Work order → Lines from the beginning of the data through the line containing "ascending address order." are to be copied exactly, with no other line included.

Study material →
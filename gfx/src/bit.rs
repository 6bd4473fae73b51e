//! SRAM bit-banding.
//!
//! On the Cortex-M3/M4 the first 32 MiB of SRAM (the bit-band "target") is
//! mirrored, one bit per word, into the bit-band alias region. Writing a
//! word in the alias sets or clears one bit of the target with a single
//! store, which is how `Graphics1` plots pixels without read-modify-write.
//!
//! Nothing here touches memory on its own; the address arithmetic is testable
//! on the host.

use core::mem::size_of;

/// A word in the bit-band alias region. Only its LSB is implemented, so it
/// behaves as a `bool` with the size and alignment of a `u32`.
#[derive(Copy, Clone, Debug, Eq, PartialEq, Default)]
#[repr(transparent)]
pub struct BandBit(u32);

impl BandBit {
    pub fn set(&mut self) {
        self.0 = 1
    }

    pub fn clear(&mut self) {
        self.0 = 0
    }

    pub fn get(&self) -> bool {
        self.0 & 1 != 0
    }
}

/// Types whose every bit pattern is a valid value, so that flipping
/// individual bits through the alias region can't produce garbage.
///
/// # Safety
///
/// Only implement this for plain integers and transparent wrappers around
/// them.
pub unsafe trait BitSafe: Copy {}

unsafe impl BitSafe for u8 {}
unsafe impl BitSafe for u16 {}
unsafe impl BitSafe for u32 {}
unsafe impl BitSafe for usize {}

const TARGET_BASE: usize = 0x2000_0000;
const TARGET_SIZE: usize = 0x0200_0000;
const ALIAS_BASE: usize = TARGET_BASE + TARGET_SIZE;

/// Byte range of `slice`, or `None` if it wraps the address space.
fn byte_range<T>(slice: &[T]) -> Option<(usize, usize)> {
    let start = slice.as_ptr() as usize;
    let end = start.checked_add(slice.len() * size_of::<T>())?;
    Some((start, end))
}

fn in_target(start: usize, end: usize) -> bool {
    start >= TARGET_BASE && end < ALIAS_BASE
}

/// Checks whether `slice` lies entirely within the bit-band target region.
pub fn is_bit_band_target<T: BitSafe>(slice: &[T]) -> bool {
    byte_range(slice).map_or(false, |(s, e)| in_target(s, e))
}

/// Projects `slice` into the alias region: one `BandBit` per bit, in
/// ascending address order. Writes through the result change the original,
/// which stays borrowed for as long as the projection exists.
///
/// # Panics
///
/// If `slice` is not within the bit-band target region.
pub fn as_bits_mut<T: BitSafe>(slice: &mut [T]) -> &mut [BandBit] {
    let range = byte_range(slice);
    let (start, end) = match range {
        Some((s, e)) if in_target(s, e) => (s, e),
        _ => panic!("slice {:x?} not in bit-band target region", range),
    };
    let alias = ALIAS_BASE + (start - TARGET_BASE) * 32;
    let bits = (end - start) * 8;
    // Safety: the alias words for `slice` exist iff `slice` is in the target
    // region, which we just checked, and the exclusive borrow of `slice`
    // keeps anyone else from touching the same bits.
    unsafe { core::slice::from_raw_parts_mut(alias as *mut BandBit, bits) }
}

#[cfg(test)]
mod tests {
    use super::*;

    /// Projects a fake slice at `addr` and returns the alias address and
    /// length without ever dereferencing either.
    fn project<T: BitSafe>(addr: usize, count: usize) -> (usize, usize) {
        let fake: &mut [T] =
            unsafe { core::slice::from_raw_parts_mut(addr as *mut T, count) };
        let bits = as_bits_mut(fake);
        (bits.as_ptr() as usize, bits.len())
    }

    #[test]
    fn words_project_to_32_bits_each() {
        assert_eq!(project::<u32>(TARGET_BASE, 12), (ALIAS_BASE, 12 * 32));
        assert_eq!(
            project::<u32>(TARGET_BASE + 96, 2),
            (ALIAS_BASE + 96 * 32, 64)
        );
    }

    #[test]
    fn bytes_project_to_8_bits_each() {
        assert_eq!(
            project::<u8>(TARGET_BASE + 3, 12),
            (ALIAS_BASE + 3 * 32, 12 * 8)
        );
    }

    #[test]
    fn region_edges() {
        let fake = |addr: usize, n: usize| unsafe {
            core::slice::from_raw_parts(addr as *const u8, n)
        };
        assert!(is_bit_band_target(fake(TARGET_BASE, 16)));
        assert!(!is_bit_band_target(fake(TARGET_BASE - 1, 16)));
        assert!(!is_bit_band_target(fake(ALIAS_BASE - 8, 16)));
        assert!(!is_bit_band_target(fake(ALIAS_BASE, 1)));
    }

    #[test]
    #[should_panic]
    fn outside_target_panics() {
        project::<u8>(TARGET_BASE, TARGET_SIZE + 1);
    }

    #[test]
    fn band_bit() {
        let mut b = BandBit::default();
        assert!(!b.get());
        b.set();
        assert!(b.get());
        b.clear();
        assert!(!b.get());
    }
}
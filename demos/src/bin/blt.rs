//! Bit-block transfer test.
//!
//! Copies a strip of the font onto a 1bpp framebuffer five times, once for
//! each way the source and destination can be aligned against word
//! boundaries. The five strips should look identical apart from their
//! positions.

#![no_std]
#![no_main]

#[cfg(feature = "panic-halt")]
extern crate panic_halt;
#[cfg(feature = "panic-itm")]
extern crate panic_itm;

use stm32f4::stm32f407::interrupt;

use font_10x16::FONT;
use gfx::blit::{Bitmap, Rect};
use softvga::band::Band;
use softvga::rast::bitmap_1::Bitmap1;
use softvga_demos::color;

const WIDTH: usize = 800;
const HEIGHT: usize = 600;
const BUF_SIZE: usize = WIDTH * HEIGHT / 32;

/// The font table viewed as a bitmap: 256 glyphs of 8 pixels, 16 rows.
const FONT_WIDTH: usize = 256 * 8;
const FONT_STRIDE: usize = FONT_WIDTH / 32;

/// Left edge of the space character, where the printable glyphs begin.
const SPACE_X: usize = b' ' as usize * 8;

/// `(source x, destination rectangle)` for each case.
const CASES: [(usize, Rect); 5] = [
    // Word-aligned.
    (SPACE_X, Rect::new(0, 0, 700, 16)),
    // Equal offsets within the word.
    (SPACE_X + 8, Rect::new(8, 16, 700, 16)),
    // Source aligned only.
    (SPACE_X, Rect::new(8, 32, 700, 16)),
    // Destination aligned only.
    (SPACE_X + 8, Rect::new(0, 48, 700, 16)),
    // Neither.
    (SPACE_X + 8, Rect::new(4, 64, 700, 16)),
];

#[cortex_m_rt::entry]
fn main() -> ! {
    softvga_demos::logger::init(log::LevelFilter::Info);

    let bitmap = Bitmap1::new(
        {
            static mut BUF0: [u32; BUF_SIZE] = [0; BUF_SIZE];
            // Safety: because of scoping this is clearly the only mutable
            // reference we generate to this static.
            unsafe { &mut BUF0 as &mut [_] }
        },
        {
            #[link_section = ".local_ram"]
            static mut BUF1: [u32; BUF_SIZE] = [0; BUF_SIZE];
            // Safety: as above.
            unsafe { &mut BUF1 as &mut [_] }
        },
        WIDTH,
        HEIGHT,
    );
    bitmap.set_fg_color(color::WHITE);
    bitmap.set_bg_color(0b01_00_00);

    {
        let font = Bitmap::new(FONT.as_words(), FONT_WIDTH, 16, FONT_STRIDE);
        let mut g = bitmap.make_bg_graphics();
        g.clear_all();
        for &(src_x, dst) in &CASES {
            if let Err(e) = g.bitblt(&font, src_x, 0, dst) {
                log::error!("blit to {:?} failed: {}", dst, e);
            }
        }
    }
    bitmap.flip_now();

    let band = Band::new(&bitmap, HEIGHT);

    softvga::take_hardware()
        .configure_timing(&softvga::timing::SVGA_800_600)
        .with_band_list(Some(&band), |vga| {
            vga.video_on();
            loop {
                cortex_m::asm::wfi();
            }
        })
}

/// Wires up the PendSV handler expected by the driver.
#[cortex_m_rt::exception]
#[link_section = ".ramcode"]
fn PendSV() {
    softvga::pendsv_raster_isr()
}

/// Wires up the TIM3 handler expected by the driver.
#[interrupt]
#[link_section = ".ramcode"]
fn TIM3() {
    softvga::tim3_shock_isr()
}

/// Wires up the TIM4 handler expected by the driver.
#[interrupt]
#[link_section = ".ramcode"]
fn TIM4() {
    softvga::tim4_horiz_isr()
}
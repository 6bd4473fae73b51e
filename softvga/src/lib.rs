//! Software-generated VGA timing and a scanline raster pipeline for the
//! STM32F407.
//!
//! The real-time parts are split in two. Everything that can be reasoned about
//! without touching hardware (timing tables, the band list, per-line dispatch,
//! rasterizers, flip control, the arena) is architecture-independent and builds
//! on the host for testing. The hardware driver itself -- timers, DMA, GPIO and
//! the interrupt entry points -- only exists when building for the target.

#![cfg_attr(not(test), no_std)]

pub mod arena;
pub mod band;
pub mod dispatch;
pub mod flip;
pub mod pipeline;
pub mod priority;
pub mod rast;
pub mod timing;
pub mod util;

/// Representation of a pixel in memory.
///
/// The driver consistently uses 8 bits per pixel. It is technically possible to
/// upgrade to 16, but performance is not great.
///
/// Moreover, many demos assume that only the bottom 6 bits are significant,
/// encoded as `0bBB_GG_RR`.
pub type Pixel = u8;

/// Maximum number of visible pixels in a scanline.
///
/// Timing limitations mean we can't really pull off modes above 800x600, so
/// we'll use this fact to size some data structures.
pub const MAX_PIXELS_PER_LINE: usize = 800;

cfg_if::cfg_if! {
    if #[cfg(target_os = "none")] {
        // re-export driver bits
        mod driver;
        pub use driver::*;
    }
}
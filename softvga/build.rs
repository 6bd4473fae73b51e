use std::env;
use std::fs;
use std::path::PathBuf;

fn main() {
    let target_os = env::var("CARGO_CFG_TARGET_OS").unwrap_or_default();
    if target_os == "none" {
        linker_script_plumbing();
    }
    println!("cargo:rerun-if-changed=build.rs");
}

/// Puts `memory.x` somewhere the linker can find it.
fn linker_script_plumbing() {
    let out = PathBuf::from(env::var_os("OUT_DIR").expect("OUT_DIR not set"));
    fs::write(out.join("memory.x"), include_bytes!("memory.x"))
        .expect("writing memory.x");
    println!("cargo:rustc-link-search={}", out.display());
    println!("cargo:rerun-if-changed=memory.x");
}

Result of the exercise →
filename gfx/src/bit.rs
repository 6bd4473fae73b51e
//! SRAM bit-banding.
//!
//! On the Cortex-M3/M4 the first 32 MiB of SRAM (the bit-band "target") is
//! mirrored, one bit per word, into the bit-band alias region. Writing a
//! word in the alias sets or clears one bit of the target with a single
//! store, which is how `Graphics1` plots pixels without read-modify-write.
//!
//! Nothing here touches memory on its own; the address arithmetic is testable
//! on the host.

use core::mem::size_of;

/// A word in the bit-band alias region. Only its LSB is implemented, so it
/// behaves as a `bool` with the size and alignment of a `u32`.
#[derive(Copy, Clone, Debug, Eq, PartialEq, Default)]
#[repr(transparent)]
pub struct BandBit(u32);

impl BandBit {
    pub fn set(&mut self) {
        self.0 = 1
    }

    pub fn clear(&mut self) {
        self.0 = 0
    }

    pub fn get(&self) -> bool {
        self.0 & 1 != 0
    }
}

/// Types whose every bit pattern is a valid value, so that flipping
/// individual bits through the alias region can't produce garbage.
///
/// # Safety
///
/// Only implement this for plain integers and transparent wrappers around
/// them.
pub unsafe trait BitSafe: Copy {}

unsafe impl BitSafe for u8 {}
unsafe impl BitSafe for u16 {}
unsafe impl BitSafe for u32 {}
unsafe impl BitSafe for usize {}

const TARGET_BASE: usize = 0x2000_0000;
const TARGET_SIZE: usize = 0x0200_0000;
const ALIAS_BASE: usize = TARGET_BASE + TARGET_SIZE;

/// Byte range of `slice`, or `None` if it wraps the address space.
fn byte_range<T>(slice: &[T]) -> Option<(usize, usize)> {
    let start = slice.as_ptr() as usize;
    let end = start.checked_add(slice.len() * size_of::<T>())?;
    Some((start, end))
}

fn in_target(start: usize, end: usize) -> bool {
    start >= TARGET_BASE && end < ALIAS_BASE
}

/// Checks whether `slice` lies entirely within the bit-band target region.
pub fn is_bit_band_target<T: BitSafe>(slice: &[T]) -> bool {
    byte_range(slice).map_or(false, |(s, e)| in_target(s, e))
}

/// Projects `slice` into the alias region: one `BandBit` per bit, in
/// ascending address order. Writes through the result change the original,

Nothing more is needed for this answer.